* [SOURCE DATA]:
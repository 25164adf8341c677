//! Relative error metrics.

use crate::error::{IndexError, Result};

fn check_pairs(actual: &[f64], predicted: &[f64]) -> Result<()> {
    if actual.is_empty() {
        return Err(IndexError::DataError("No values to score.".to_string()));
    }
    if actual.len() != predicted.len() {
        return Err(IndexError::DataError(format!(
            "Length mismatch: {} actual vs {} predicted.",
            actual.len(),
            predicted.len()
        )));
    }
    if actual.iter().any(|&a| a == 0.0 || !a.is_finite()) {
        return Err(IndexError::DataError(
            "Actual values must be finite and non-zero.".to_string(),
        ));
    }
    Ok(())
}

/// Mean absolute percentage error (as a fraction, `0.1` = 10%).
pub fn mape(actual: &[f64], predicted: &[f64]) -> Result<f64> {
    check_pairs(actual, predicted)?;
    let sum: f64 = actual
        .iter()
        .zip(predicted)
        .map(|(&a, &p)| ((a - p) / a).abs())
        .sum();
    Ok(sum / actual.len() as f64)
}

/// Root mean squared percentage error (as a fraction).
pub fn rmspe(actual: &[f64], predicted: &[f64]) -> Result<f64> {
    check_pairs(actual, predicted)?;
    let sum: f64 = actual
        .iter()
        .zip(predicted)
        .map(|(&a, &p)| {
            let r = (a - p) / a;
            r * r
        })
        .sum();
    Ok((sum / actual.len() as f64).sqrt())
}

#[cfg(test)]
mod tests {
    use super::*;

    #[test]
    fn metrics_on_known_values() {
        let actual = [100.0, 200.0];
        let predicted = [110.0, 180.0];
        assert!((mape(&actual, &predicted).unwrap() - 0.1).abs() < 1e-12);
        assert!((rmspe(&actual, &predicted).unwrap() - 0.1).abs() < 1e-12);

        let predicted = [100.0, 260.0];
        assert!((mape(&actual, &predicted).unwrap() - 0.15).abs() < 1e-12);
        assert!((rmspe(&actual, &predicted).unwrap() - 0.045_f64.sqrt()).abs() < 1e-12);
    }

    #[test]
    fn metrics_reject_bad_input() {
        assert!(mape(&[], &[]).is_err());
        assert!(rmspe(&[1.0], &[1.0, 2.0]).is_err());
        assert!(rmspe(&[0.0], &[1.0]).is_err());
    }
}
* * *
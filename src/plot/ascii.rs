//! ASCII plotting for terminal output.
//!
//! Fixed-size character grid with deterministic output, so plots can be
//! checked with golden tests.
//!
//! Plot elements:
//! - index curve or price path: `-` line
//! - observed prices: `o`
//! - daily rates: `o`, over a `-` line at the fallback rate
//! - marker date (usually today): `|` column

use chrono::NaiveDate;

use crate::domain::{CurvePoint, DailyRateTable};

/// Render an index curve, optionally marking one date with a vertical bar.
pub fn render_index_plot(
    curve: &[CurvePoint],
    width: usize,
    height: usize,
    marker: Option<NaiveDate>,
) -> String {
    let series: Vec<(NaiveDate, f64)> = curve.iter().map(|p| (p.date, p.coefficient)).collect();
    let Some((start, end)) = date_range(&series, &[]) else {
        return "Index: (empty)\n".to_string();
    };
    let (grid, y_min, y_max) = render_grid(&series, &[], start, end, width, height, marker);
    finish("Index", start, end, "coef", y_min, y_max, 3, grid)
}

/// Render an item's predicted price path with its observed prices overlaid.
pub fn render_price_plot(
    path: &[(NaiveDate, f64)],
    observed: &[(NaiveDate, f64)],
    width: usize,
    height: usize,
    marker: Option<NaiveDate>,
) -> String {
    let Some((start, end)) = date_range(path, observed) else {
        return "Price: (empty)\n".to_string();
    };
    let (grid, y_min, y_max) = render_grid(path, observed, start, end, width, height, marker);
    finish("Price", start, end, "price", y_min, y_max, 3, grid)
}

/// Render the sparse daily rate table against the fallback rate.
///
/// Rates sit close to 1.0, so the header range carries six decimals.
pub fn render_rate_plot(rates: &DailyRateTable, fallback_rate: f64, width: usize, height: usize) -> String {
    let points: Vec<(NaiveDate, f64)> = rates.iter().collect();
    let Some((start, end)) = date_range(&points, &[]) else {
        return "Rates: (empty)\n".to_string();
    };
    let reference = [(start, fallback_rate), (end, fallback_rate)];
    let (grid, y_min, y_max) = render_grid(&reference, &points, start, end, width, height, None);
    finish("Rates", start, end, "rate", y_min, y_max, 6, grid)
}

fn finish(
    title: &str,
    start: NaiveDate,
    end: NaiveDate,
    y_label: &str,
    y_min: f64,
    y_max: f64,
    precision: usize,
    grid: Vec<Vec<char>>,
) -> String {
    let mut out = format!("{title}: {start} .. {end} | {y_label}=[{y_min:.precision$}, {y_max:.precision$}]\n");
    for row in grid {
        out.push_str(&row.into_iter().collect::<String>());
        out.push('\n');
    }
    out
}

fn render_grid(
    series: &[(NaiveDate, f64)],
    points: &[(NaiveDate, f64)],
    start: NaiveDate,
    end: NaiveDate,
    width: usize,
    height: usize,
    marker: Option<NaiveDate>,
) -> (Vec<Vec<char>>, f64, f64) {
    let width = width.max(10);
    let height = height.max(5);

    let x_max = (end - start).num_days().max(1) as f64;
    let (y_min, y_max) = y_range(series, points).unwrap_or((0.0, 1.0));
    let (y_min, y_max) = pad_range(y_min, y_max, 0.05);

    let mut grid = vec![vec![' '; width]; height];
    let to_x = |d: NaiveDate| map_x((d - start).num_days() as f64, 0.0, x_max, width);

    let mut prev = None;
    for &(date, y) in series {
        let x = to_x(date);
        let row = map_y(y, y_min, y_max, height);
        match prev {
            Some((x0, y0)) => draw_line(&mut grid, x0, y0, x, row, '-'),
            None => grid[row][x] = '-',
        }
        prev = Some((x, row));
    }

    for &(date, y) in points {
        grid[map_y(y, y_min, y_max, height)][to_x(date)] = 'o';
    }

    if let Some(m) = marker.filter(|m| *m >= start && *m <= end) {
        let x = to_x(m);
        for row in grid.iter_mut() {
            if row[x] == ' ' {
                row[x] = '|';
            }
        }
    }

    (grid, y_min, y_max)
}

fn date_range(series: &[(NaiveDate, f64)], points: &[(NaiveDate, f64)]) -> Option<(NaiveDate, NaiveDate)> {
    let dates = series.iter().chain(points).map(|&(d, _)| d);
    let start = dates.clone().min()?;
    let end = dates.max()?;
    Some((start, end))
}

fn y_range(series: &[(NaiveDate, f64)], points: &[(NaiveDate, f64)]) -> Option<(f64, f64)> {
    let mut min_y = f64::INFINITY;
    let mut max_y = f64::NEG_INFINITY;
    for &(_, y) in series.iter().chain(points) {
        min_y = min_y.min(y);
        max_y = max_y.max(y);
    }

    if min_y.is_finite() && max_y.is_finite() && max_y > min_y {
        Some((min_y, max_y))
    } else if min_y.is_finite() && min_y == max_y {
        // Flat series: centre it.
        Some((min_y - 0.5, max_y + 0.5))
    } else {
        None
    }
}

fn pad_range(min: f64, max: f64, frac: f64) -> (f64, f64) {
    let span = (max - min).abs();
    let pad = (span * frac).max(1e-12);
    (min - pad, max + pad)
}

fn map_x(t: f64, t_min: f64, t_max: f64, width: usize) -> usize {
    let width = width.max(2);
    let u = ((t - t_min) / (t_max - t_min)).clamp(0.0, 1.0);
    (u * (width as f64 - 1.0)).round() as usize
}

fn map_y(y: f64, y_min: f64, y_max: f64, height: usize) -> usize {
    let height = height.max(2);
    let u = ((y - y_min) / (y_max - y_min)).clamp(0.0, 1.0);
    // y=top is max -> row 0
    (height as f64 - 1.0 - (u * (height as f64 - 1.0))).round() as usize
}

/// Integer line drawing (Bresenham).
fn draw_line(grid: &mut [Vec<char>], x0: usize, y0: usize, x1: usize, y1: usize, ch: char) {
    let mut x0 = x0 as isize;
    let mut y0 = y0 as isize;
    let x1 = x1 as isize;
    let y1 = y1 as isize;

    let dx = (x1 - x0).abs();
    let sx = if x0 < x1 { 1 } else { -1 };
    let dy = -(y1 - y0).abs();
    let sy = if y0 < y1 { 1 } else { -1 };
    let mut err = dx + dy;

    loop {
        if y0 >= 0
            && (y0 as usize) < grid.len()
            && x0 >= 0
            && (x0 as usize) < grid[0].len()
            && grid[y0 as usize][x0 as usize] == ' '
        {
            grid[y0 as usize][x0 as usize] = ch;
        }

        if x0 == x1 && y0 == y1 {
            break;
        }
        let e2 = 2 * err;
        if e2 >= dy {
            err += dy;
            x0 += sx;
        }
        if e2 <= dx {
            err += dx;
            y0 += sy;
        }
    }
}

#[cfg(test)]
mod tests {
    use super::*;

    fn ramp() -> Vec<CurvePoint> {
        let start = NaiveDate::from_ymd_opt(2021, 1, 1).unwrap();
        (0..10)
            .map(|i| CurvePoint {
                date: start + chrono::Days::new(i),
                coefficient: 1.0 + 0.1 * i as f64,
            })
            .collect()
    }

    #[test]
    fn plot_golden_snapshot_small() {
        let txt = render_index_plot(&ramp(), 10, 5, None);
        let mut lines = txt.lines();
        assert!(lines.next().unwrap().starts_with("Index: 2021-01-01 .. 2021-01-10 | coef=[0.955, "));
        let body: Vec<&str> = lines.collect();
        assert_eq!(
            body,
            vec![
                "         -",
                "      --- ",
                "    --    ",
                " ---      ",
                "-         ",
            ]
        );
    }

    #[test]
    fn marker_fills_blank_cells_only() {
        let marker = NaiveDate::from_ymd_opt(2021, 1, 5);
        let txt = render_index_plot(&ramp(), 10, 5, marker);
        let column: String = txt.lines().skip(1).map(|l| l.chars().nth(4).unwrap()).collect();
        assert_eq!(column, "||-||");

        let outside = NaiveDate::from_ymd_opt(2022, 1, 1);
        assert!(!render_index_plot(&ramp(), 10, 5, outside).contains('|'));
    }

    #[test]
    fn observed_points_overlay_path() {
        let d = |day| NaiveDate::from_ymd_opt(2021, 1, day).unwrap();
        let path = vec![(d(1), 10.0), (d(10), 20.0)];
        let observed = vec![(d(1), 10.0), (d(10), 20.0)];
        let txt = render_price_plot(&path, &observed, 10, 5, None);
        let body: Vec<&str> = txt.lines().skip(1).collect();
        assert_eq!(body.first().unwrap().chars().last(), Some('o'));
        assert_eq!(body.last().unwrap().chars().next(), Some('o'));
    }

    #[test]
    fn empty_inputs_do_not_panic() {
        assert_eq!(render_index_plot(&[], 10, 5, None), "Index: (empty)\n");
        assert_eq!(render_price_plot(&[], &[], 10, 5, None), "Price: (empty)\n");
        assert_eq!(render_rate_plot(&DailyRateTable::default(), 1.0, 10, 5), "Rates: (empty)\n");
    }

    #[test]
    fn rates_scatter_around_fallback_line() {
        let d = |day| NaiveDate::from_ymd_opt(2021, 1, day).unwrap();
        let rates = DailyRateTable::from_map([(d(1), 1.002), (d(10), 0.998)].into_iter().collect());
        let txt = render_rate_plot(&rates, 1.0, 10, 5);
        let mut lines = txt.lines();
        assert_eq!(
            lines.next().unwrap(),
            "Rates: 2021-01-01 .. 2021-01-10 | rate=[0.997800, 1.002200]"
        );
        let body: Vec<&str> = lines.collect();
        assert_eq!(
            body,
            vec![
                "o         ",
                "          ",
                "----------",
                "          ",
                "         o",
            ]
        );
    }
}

* [INSTRUCTIONS TO FOLLOW]: What is the number of lines in the records that contain "IndexError"? State that number alone.

* [REPLY]: 4